Monday, January 23, 2006

Letting Scripture Read You

Here are some of my thoughts after reading some more in A New Kind of Christian.

What if, instead of seeing the Christian faith like a building (built on one foundation – The Bible) we saw it like a spider web (having many anchors such as spiritual experiences, exemplary people and institutions we have come to trust, and the Bible.)?

What if faith was more like the earth than a building? Faith could never be stable in the way God intended it unless there was come kind of forward momentum and if that momentum was not in the field of the gravity of God. Birds in flight, bicycles, and ships all use movement in relation to larger forces to get their stability.

John Wesley – The church gets its stability from the interplay of Scripture, tradition, reason, and spiritual experience.

Maybe we are working from a much too static model of authority and we need to be called to a higher point of view to see that our situation is much more dynamic, much more predicamental.

Approach the Bible on less defined terms. Instead of approaching it with our modern assumptions and expectations and our aggressive analysis, maybe we need to read it less like scholars and more like humble seekers trying to learn whatever we can from it, in the context of our sincere desire of love for God and do what he wants. I guess that would be the momentum – the desire to do God’s will. Maybe we need to read it with more of that desire and less of our critical analysis. Maybe postmodern is postanalytical and postcritical.

Instead of reading the Bible, let the Bible read you. How does a scientist approach a frog in dissection, a detective at a crime scene, now how is that different from a teenage boy approaching a girl? You would be less aggressive and controlling and more relational. Even further though, what if you were a patient with cancer and you were meeting your oncologist for the first time? What feelings would you have then?

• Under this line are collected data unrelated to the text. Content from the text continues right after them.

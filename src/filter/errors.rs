//! Filter error types
//!
//! Error codes:
//! - LIST_FILTER_SYNTAX
//! - LIST_FILTER_UNKNOWN_PROPERTY
//! - LIST_FILTER_TYPE_MISMATCH
//! - LIST_FILTER_INVALID_ENUM_VALUE
//! - LIST_FILTER_ARRAY_OPERATOR
//! - LIST_FILTER_UNSUPPORTED_OPERATOR
//!
//! All filter errors are client input errors.

use thiserror::Error;

use super::ast::FilterOp;
use crate::value::ValueType;

/// Result type for filter parsing and compilation
pub type FilterResult<T> = Result<T, FilterError>;

#[derive(Debug, Clone, PartialEq, Error)]
pub enum FilterError {
    #[error("Invalid filter at position {position}: {message}")]
    Syntax { position: usize, message: String },

    #[error("Unknown filter property '{name}'. Available: {}", .available.join(", "))]
    UnknownProperty {
        name: String,
        available: Vec<String>,
    },

    #[error("Property '{property}' expects a value of type {expected} but got {got}")]
    TypeMismatch {
        property: String,
        expected: ValueType,
        got: ValueType,
    },

    #[error("Invalid value '{value}' for '{property}'. Allowed: {}", .allowed.join(", "))]
    InvalidEnumValue {
        property: String,
        value: String,
        allowed: Vec<String>,
    },

    #[error("Operator '{operator}' cannot be used on array property '{property}'; use eq or has")]
    UnsupportedOperatorForArray { property: String, operator: FilterOp },

    #[error("Operator '{operator}' can only be used on array properties, not '{property}'")]
    UnsupportedOperator { property: String, operator: FilterOp },
}

impl FilterError {
    pub(crate) fn syntax(position: usize, message: impl Into<String>) -> Self {
        FilterError::Syntax {
            position,
            message: message.into(),
        }
    }

    /// Returns the stable error code
    pub fn code(&self) -> &'static str {
        match self {
            FilterError::Syntax { .. } => "LIST_FILTER_SYNTAX",
            FilterError::UnknownProperty { .. } => "LIST_FILTER_UNKNOWN_PROPERTY",
            FilterError::TypeMismatch { .. } => "LIST_FILTER_TYPE_MISMATCH",
            FilterError::InvalidEnumValue { .. } => "LIST_FILTER_INVALID_ENUM_VALUE",
            FilterError::UnsupportedOperatorForArray { .. } => "LIST_FILTER_ARRAY_OPERATOR",
            FilterError::UnsupportedOperator { .. } => "LIST_FILTER_UNSUPPORTED_OPERATOR",
        }
    }
}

What would happen if we approached the text less aggressively and more energetically and passionately? What if we honestly listen to the story and put ourselves under its spell and instead of going to the text to get our questions about God answered, we went trusting God to use it to pose questions to us about us? What would happen if we just trusted ourselves to it – the way a boy opens his heart to a girl, the way a patient trusts herself to an oncologist? The practice of lectio divina does this.

2 comments:

Danny said...

Well, bro Garret. What is up? Just found your blog. Ihope you are doing well.

Garrett said...

Two great brothers from Kos kus ko! Love you guys!